After more than a decade, Florida health officials have finally agreed to improve access to health care for poor children, ending a long-running class-action lawsuit that had accused the state of shortchanging doctors and leaving low-income families to trek long distances to visit specialists.
The state reimbursed doctors so little for Medicaid services that many doctors refused to treat the patients, lawyers argued in a 2005 suit filed by pediatric doctors on behalf of nine plaintiffs.
Hundreds of thousands of children who were on Medicaid never received checkups, and for years, 80 percent of the children never saw a dentist, the worst rate in the nation.
Doctors were being paid about half of what they received from the Medicare program, so parents whose children required specialists were forced to travel long distances or wait months to find a physician who would accept the insurance for low-income people.

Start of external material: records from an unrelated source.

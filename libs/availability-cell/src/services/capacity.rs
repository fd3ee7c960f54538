// libs/availability-cell/src/services/capacity.rs
use std::sync::Arc;

use chrono::Utc;
use tracing::{debug, info, instrument, warn};
use uuid::Uuid;

use monitoring_cell::MetricsRecorder;
use shared_config::SchedulingConfig;

use crate::error::AvailabilityError;
use crate::models::Slot;
use crate::services::listing_cache::ListingCache;
use crate::store::{SlotGuard, SlotStore};

/// The single serialization point for booking races.
///
/// Every capacity change happens while the caller holds the slot's row lock.
/// `reserve`/`release` take and drop the lock themselves; the `_locked`
/// variants run inside a lock the caller already holds so several changes can
/// commit together.
pub struct CapacityReservationService {
    config: SchedulingConfig,
    store: Arc<SlotStore>,
    cache: Arc<ListingCache>,
    metrics: Arc<dyn MetricsRecorder>,
}

impl CapacityReservationService {
    pub fn new(
        config: SchedulingConfig,
        store: Arc<SlotStore>,
        cache: Arc<ListingCache>,
        metrics: Arc<dyn MetricsRecorder>,
    ) -> Self {
        Self { config, store, cache, metrics }
    }

    pub fn store(&self) -> &Arc<SlotStore> {
        &self.store
    }

    /// Effective ceiling for a slot under the current overbooking policy.
    pub fn ceiling(&self, slot: &Slot) -> i32 {
        slot.total_capacity + self.config.overbooking_allowance()
    }

    pub fn has_room(&self, slot: &Slot, quantity: i32) -> bool {
        slot.is_active && slot.used_capacity + quantity <= self.ceiling(slot)
    }

    /// Take the row lock on a slot, recording how long the wait took.
    pub async fn lock(&self, tenant_id: Uuid, slot_id: Uuid) -> Result<SlotGuard, AvailabilityError> {
        let guard = self
            .store
            .lock_slot(tenant_id, slot_id)
            .await?
            .ok_or(AvailabilityError::SlotNotFound)?;

        self.metrics.record_histogram(
            "slot_lock_wait_ms",
            guard.waited().as_secs_f64() * 1000.0,
            &[],
        );

        Ok(guard)
    }

    /// Lock two distinct slots in ascending id order so concurrent callers
    /// locking the same pair cannot deadlock. Guards come back in argument order.
    pub async fn lock_pair(
        &self,
        tenant_id: Uuid,
        first: Uuid,
        second: Uuid,
    ) -> Result<(SlotGuard, SlotGuard), AvailabilityError> {
        if first <= second {
            let a = self.lock(tenant_id, first).await?;
            let b = self.lock(tenant_id, second).await?;
            Ok((a, b))
        } else {
            let b = self.lock(tenant_id, second).await?;
            let a = self.lock(tenant_id, first).await?;
            Ok((a, b))
        }
    }

    #[instrument(skip(self))]
    pub async fn reserve(&self, tenant_id: Uuid, slot_id: Uuid, quantity: i32) -> Result<Slot, AvailabilityError> {
        if quantity < 1 {
            return Err(AvailabilityError::InvalidQuantity(quantity));
        }

        let mut guard = self.lock(tenant_id, slot_id).await?;
        self.reserve_locked(&mut guard, quantity)?;
        self.after_capacity_change(&guard).await;

        Ok((*guard).clone())
    }

    #[instrument(skip(self))]
    pub async fn release(&self, tenant_id: Uuid, slot_id: Uuid, quantity: i32) -> Result<Slot, AvailabilityError> {
        if quantity < 1 {
            return Err(AvailabilityError::InvalidQuantity(quantity));
        }

        let mut guard = self.lock(tenant_id, slot_id).await?;
        self.release_locked(&mut guard, quantity);
        self.after_capacity_change(&guard).await;

        Ok((*guard).clone())
    }

    /// Check-and-increment on a slot the caller has locked.
    pub fn reserve_locked(&self, slot: &mut SlotGuard, quantity: i32) -> Result<(), AvailabilityError> {
        if quantity < 1 {
            return Err(AvailabilityError::InvalidQuantity(quantity));
        }

        if !self.has_room(slot, quantity) {
            let ceiling = self.ceiling(slot);
            warn!(
                "Reservation rejected on slot {}: used {}, requested {}, ceiling {}, active {}",
                slot.id, slot.used_capacity, quantity, ceiling, slot.is_active
            );
            self.metrics
                .increment_counter("slot_reservations_total", &[("outcome", "rejected")]);
            return Err(AvailabilityError::CapacityExceeded {
                slot_id: slot.id,
                used: slot.used_capacity,
                requested: quantity,
                ceiling,
            });
        }

        slot.used_capacity += quantity;
        slot.updated_at = Utc::now();

        info!(
            "Reserved {} on slot {} ({}/{})",
            quantity,
            slot.id,
            slot.used_capacity,
            self.ceiling(slot)
        );
        self.metrics
            .increment_counter("slot_reservations_total", &[("outcome", "reserved")]);

        Ok(())
    }

    /// Decrement on a slot the caller has locked. Clamps at zero.
    pub fn release_locked(&self, slot: &mut SlotGuard, quantity: i32) {
        let before = slot.used_capacity;
        slot.used_capacity = (slot.used_capacity - quantity.max(0)).max(0);
        slot.updated_at = Utc::now();

        if before - quantity < 0 {
            debug!("Release on slot {} clamped at zero (was {})", slot.id, before);
        }

        info!("Released {} on slot {} ({} used)", quantity, slot.id, slot.used_capacity);
        self.metrics.increment_counter("slot_releases_total", &[]);
    }

    /// Cache bump and gauge refresh after a committed change. Never fails.
    pub async fn after_capacity_change(&self, slot: &Slot) {
        self.cache.bump();

        let totals = self.store.capacity_totals(slot.tenant_id, Some(slot)).await;
        if totals.skipped > 0 {
            debug!("Capacity gauges skipped {} busy slots", totals.skipped);
        }

        let tenant = slot.tenant_id.to_string();
        let labels = [("tenant_id", tenant.as_str())];
        self.metrics
            .set_gauge("scheduling_capacity_used", totals.used as f64, &labels);
        self.metrics
            .set_gauge("scheduling_capacity_total", totals.total as f64, &labels);
    }
}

One child was unable to be tested for lead poisoning because the laboratory was a three-hour round-trip bus ride away.
A Fort Myers boy who needed his ear drained was referred to a specialist in Sarasota, almost two hours away.
“They would tell you, ‘You have to wait another month,’ ” said Rita Gorenflo, a retired nurse in Palm Beach Gardens who adopted seven special-needs children who received Medicaid benefits. “My son would get a referral for a pulmonologist, but he couldn’t get seen for three or four months. I have seen so many children at the clinic going without what they need.”
As a plaintiff, Ms. Gorenflo testified for more than two hours at a 90-day trial that ended in 2012.
In December 2014, a Federal District Court judge ruled that Florida violated federal law.
The three health agencies named in the suit signed a settlement agreeing to take important steps that would improve care. Among the steps was an incentive plan that would eventually pay doctors who meet certain criteria at rates equivalent to the federal Medicare program.
The Florida Agency for Health Care Administration also agreed to meet national benchmarks for the percentage of children on Medicaid receiving preventive care by 2019 and the norms for dental care by 2021.
Florida had one of the worst records in the nation when it came to Medicaid fees paid to doctors and the number of eligible children who actually received health care.